Construindo Articulações e Reconstruindo Ossos
Desde a década de 1970, os pesquisadores têm pensado em usar hidrogéis para substituir a cartilagem humana, um tecido notavelmente forte e flexível feito de cerca de 90% de água, mas capaz de suportar o peso de um carro em uma área do tamanho de uma moeda.
Até recentemente, esses esforços falharam em grande parte. Ou seja, quando a cartilagem do joelho se desgasta, coisas como transplantes de cartilagem, furos para estimular um novo crescimento ou substituições totais das articulações – todas as quais requerem reabilitação prolongada – são as únicas opções.
Mas isso pode estar prestes a mudar.
Wiley e seus colegas da Duke relataram recentemente que desenvolveram o primeiro substituto de cartilagem à base de gel ainda mais forte e durável do que o real.
Ao anexar seu hidrogel a um suporte de titânio para ajudar a mantê-lo no lugar, eles esperam reparar a cartilagem danificada “da mesma forma que um dentista preenche uma cavidade” muito antes de a cirurgia ser necessária.
Eles também fizeram parceria com a indústria para trazer seu hidrogel ao mercado – começando pelos joelhos.
“Em última análise, o objetivo é fazer qualquer articulação – quadris, tornozelos, dedos das mãos e pés”, disse Wiley.
Na Universidade de Toronto, a química Karina Carneiro, PhD, e o dentista Christopher McCulloch, DDS, também estão pensando grande.
Em um artigo recente em Anais da Academia Nacional de Ciências, eles descrevem um hidrogel, desenhado por Carneiro e feito de DNA, que pode ser injetado, migrar para um defeito no osso – uma ruptura irreparável, um buraco de uma cirurgia ou um maxilar murcho pela idade – e preencher a lacuna como massa de vidraceiro.

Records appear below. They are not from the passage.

impl ResolutionService {
    pub fn builder(
        lookup: Arc<dyn IdentityLookup>,
        loader: Arc<dyn TextureLoader>,
        defaults: Arc<dyn DefaultTextureProvider>,
    ) -> ResolutionServiceBuilder {
        ResolutionServiceBuilder {
            lookup,
            loader,
            defaults,
            external: None,
            executor: None,
            clock: Arc::new(SystemClock),
            sleeper: Arc::new(TokioSleeper::new()),
            jitter: Arc::new(RandomJitter),
            lookup_ttl: None,
        }
    }

    /// Cached texture for `source`, else the default for `fallback_id`
    ///
    /// Never blocks on the network. Queues at most one background fetch per
    /// source when the cached value is stale or missing and no cooldown is
    /// active.
    pub fn resolve_or_fallback(
        &self,
        source: &str,
        fallback_id: Uuid,
        allow_external: bool,
    ) -> ResolvedTexture {
        let normalized = normalize_username(source);
        if normalized.is_empty() {
            metrics::RESOLUTIONS_TOTAL.with_label_values(&["default"]).inc();
            return self.inner.defaults.default_texture(fallback_id);
        }

        let state = self.inner.state_for(&normalized);
        let now = self.inner.clock.now_ms();

        let (cached, fresh, begin) = {
            let mut guard = state.lock();
            let fresh = guard.is_fresh(now);
            let begin = guard.try_begin_fetch(now);
            (guard.last_good.clone(), fresh, begin)
        };

        if begin {
            self.schedule(normalized, state, Some(fallback_id), allow_external);
        }

        match cached {
            Some(texture) => {
                let label = if fresh { "fresh" } else { "stale" };
                metrics::RESOLUTIONS_TOTAL.with_label_values(&[label]).inc();
                texture
            }
            None => {
                metrics::RESOLUTIONS_TOTAL.with_label_values(&["default"]).inc();
                self.inner.defaults.default_texture(fallback_id)
            }
        }
    }

    /// Aggregate status over every tracked source
    ///
    /// Fetching beats rate-limited, which beats using-last-good.
    pub fn status_summary(&self) -> ResolutionStatus {
        let now = self.inner.clock.now_ms();
        let states: Vec<SharedState> = self.inner.sources.lock().values().cloned().collect();

        let mut fetching = false;
        let mut rate_limited_until: Option<u64> = None;
        let mut using_last_good = false;

        for state in states {
            let state = state.lock();
            fetching |= state.in_flight;
            if let Some(until) = state.rate_limited_until(now) {
                rate_limited_until = Some(rate_limited_until.map_or(until, |u| u.min(until)));
            }
            using_last_good |= state.is_using_last_good();
        }

        if fetching {
            ResolutionStatus::Fetching
        } else if let Some(until) = rate_limited_until {
            let eta_secs = ((until - now) + 999) / 1000;
            ResolutionStatus::RateLimited {
                eta_secs: eta_secs.max(1),
            }
        } else if using_last_good {
            ResolutionStatus::UsingLastGood
        } else {
            ResolutionStatus::Idle
        }
    }

    /// Drop cached textures, cooldowns and lookups
    ///
    /// Fetches already running keep their in-flight claim and land in the
    /// cleared state when they finish.
    pub fn clear_runtime_cache(&self) {
        let states: Vec<SharedState> = self.inner.sources.lock().values().cloned().collect();
        for state in &states {
            state.lock().reset();
        }
        self.inner.lookups.clear();
        info!("Cleared texture runtime cache ({} sources)", states.len());
    }

    /// Reset cooldowns and queue a fetch for every configured source
    pub fn force_refresh_sources(&self, config: &PrivacyConfig) {
        let sources: BTreeSet<String> = config
            .source_usernames()
            .into_iter()
            .map(normalize_username)
            .filter(|s| !s.is_empty())
            .collect();

        for normalized in sources {
            let state = self.inner.state_for(&normalized);
            let begin = state.lock().force_begin_fetch();
            if begin {
                debug!("Forcing refresh of texture source {}", normalized);
                self.schedule(normalized, state, None, config.allow_external_fallback);
            }
        }
    }

    /// State of one source, if it has been seen
    pub fn source_snapshot(&self, source: &str) -> Option<SourceSnapshot> {
        let state = self
            .inner
            .sources
            .lock()
            .get(&normalize_username(source))
            .cloned()?;
        let state = state.lock();

        Some(SourceSnapshot {
            has_last_good: state.last_good.is_some(),
            in_flight: state.in_flight,
            consecutive_failures: state.consecutive_failures,
            next_retry_ms: state.next_retry_ms,
            last_error: state.last_error,
        })
    }

    /// Drop expired username lookups
    pub fn cleanup_lookup_cache(&self) {
        self.inner.lookups.cleanup_expired(self.inner.clock.now_ms());
    }

    /// Queue a fetch whose in-flight slot is already claimed
    fn schedule(
        &self,
        normalized: String,
        state: SharedState,
        fallback_id: Option<Uuid>,
        allow_external: bool,
    ) {
        let claim = InFlightClaim::new(state);
        let inner = Arc::clone(&self.inner);
        let source = normalized.clone();
        let job = async move {
            inner
                .run_fetch(&source, fallback_id, allow_external, claim)
                .await
        }
        .boxed();

        metrics::FETCHES_SCHEDULED_TOTAL.inc();
        // A rejected job is dropped, and dropping the claim frees the slot
        if let Err(e) = self.inner.executor.submit(job) {
            warn!("Could not queue texture fetch for {}: {}", normalized, e);
        }
    }
}
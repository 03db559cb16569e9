/// Skin layout normalisation
///
/// Old 64x32 skins have no separate left limbs and no second layer for the
/// body. The renderer only draws 64x64 skins, so legacy ones are expanded by
/// mirroring the right limbs into the left limb slots, and the opaque layers
/// get their alpha forced on.
use crate::error::{EngineError, EngineResult};
use image::{ImageFormat, RgbaImage};
use std::io::Cursor;

/// (src x, src y, dx, dy, width, height) of each mirrored limb face
const LIMB_COPIES: [(u32, u32, i32, i32, u32, u32); 12] = [
    (4, 16, 16, 32, 4, 4),
    (8, 16, 16, 32, 4, 4),
    (0, 20, 24, 32, 4, 12),
    (4, 20, 16, 32, 4, 12),
    (8, 20, 8, 32, 4, 12),
    (12, 20, 16, 32, 4, 12),
    (44, 16, -8, 32, 4, 4),
    (48, 16, -8, 32, 4, 4),
    (40, 20, 0, 32, 4, 12),
    (44, 20, -8, 32, 4, 12),
    (48, 20, -16, 32, 4, 12),
    (52, 20, -8, 32, 4, 12),
];

/// Bring a 64x32 or 64x64 skin into the 64x64 layout the renderer draws
pub fn process_skin(source: &RgbaImage) -> RgbaImage {
    let legacy = source.height() == 32;
    let mut skin = RgbaImage::new(64, 64);
    image::imageops::replace(&mut skin, source, 0, 0);

    if legacy {
        for &(x, y, dx, dy, width, height) in &LIMB_COPIES {
            copy_mirrored(&mut skin, x, y, dx, dy, width, height);
        }
    }

    set_no_alpha(&mut skin, 0, 0, 32, 16);
    if legacy {
        clear_opaque_overlay(&mut skin, 32, 0, 64, 32);
    }
    set_no_alpha(&mut skin, 0, 16, 64, 32);
    set_no_alpha(&mut skin, 16, 48, 48, 64);
    skin
}

/// Decode, normalise and re-encode skin PNG bytes
pub fn normalize_skin_png(data: &[u8]) -> EngineResult<Vec<u8>> {
    let source = image::load_from_memory_with_format(data, ImageFormat::Png)
        .map_err(|e| EngineError::TextureStorage(format!("Invalid skin PNG: {}", e)))?
        .to_rgba8();

    let mut bytes = Vec::new();
    process_skin(&source)
        .write_to(&mut Cursor::new(&mut bytes), ImageFormat::Png)
        .map_err(|e| EngineError::TextureStorage(format!("Failed to encode skin: {}", e)))?;
    Ok(bytes)
}

fn copy_mirrored(skin: &mut RgbaImage, x: u32, y: u32, dx: i32, dy: i32, width: u32, height: u32) {
    for row in 0..height {
        for col in 0..width {
            let pixel = *skin.get_pixel(x + col, y + row);
            let target_x = (x + width - 1 - col) as i32 + dx;
            let target_y = (y + row) as i32 + dy;
            skin.put_pixel(target_x as u32, target_y as u32, pixel);
        }
    }
}

fn set_no_alpha(skin: &mut RgbaImage, min_x: u32, min_y: u32, max_x: u32, max_y: u32) {
    for y in min_y..max_y {
        for x in min_x..max_x {
            skin.get_pixel_mut(x, y).0[3] = 0xff;
        }
    }
}

/// Legacy skins often fill the hat layer with an opaque colour. If no pixel
/// in the region is see-through, the whole layer is treated as unused.
fn clear_opaque_overlay(skin: &mut RgbaImage, min_x: u32, min_y: u32, max_x: u32, max_y: u32) {
    for y in min_y..max_y {
        for x in min_x..max_x {
            if skin.get_pixel(x, y).0[3] < 128 {
                return;
            }
        }
    }

    for y in min_y..max_y {
        for x in min_x..max_x {
            skin.get_pixel_mut(x, y).0[3] = 0;
        }
    }
}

Mas não apenas remenda o buraco, mas também faz com que o osso se regenere.
Em ratos com buracos no crânio devido à cirurgia, eles descobriram que o tratamento não funcionou tão bem quanto o padrão-ouro existente para reparar buracos no osso – enxerto de osso de outras partes do corpo. Mas funcionou.
“Estes são os primeiros dias para os hidrogéis de DNA”, alertou McCulloch, coautor do estudo e professor da Faculdade de Odontologia, observando que provavelmente levará uma década ou mais até que essa tecnologia esteja disponível para os pacientes. “Mas existe o potencial de que o hidrogel de DNA possa um dia crescer osso sem ter que passar por procedimentos cirúrgicos altamente invasivos. Isso é um avanço significativo.”
Um futuro de ficção científica
Talvez as aplicações potenciais mais loucas e estranhas de hidrogéis estejam no domínio da interação homem-máquina.
Várias empresas já estão se interessando por próteses neurais ou interfaces de computador cerebral que podem algum dia, por exemplo, permitir que alguém paralisado e incapaz de falar escreva em um laptop usando seus pensamentos.
O problema da colher na gelatina tem sido um grande obstáculo.
Mas Tringides, que recentemente obteve seu PhD em biofísica em Harvard, está trabalhando nisso.
Ela e sua equipe desenvolveram um hidrogel à base de algas marinhas carregado com pequenas partículas de nanomateriais que podem não apenas se fundir perfeitamente no tecido cerebral mole, mas também conduzir eletricidade.
Dentro de uma década, ela diz, isso poderia substituir os discos de metal de platina desajeitados usados para eletrocorticografia – registrando a atividade elétrica no cérebro para identificar onde as convulsões começam ou fazendo uma cirurgia cerebral precisa.
Em 30 a 50 anos? Deixe sua imaginação correr solta.
“Eu sou um cético. Gosto de fazer a pesquisa passo a passo”, disse ela. “Mas as coisas estão definitivamente progredindo em uma direção interessante.”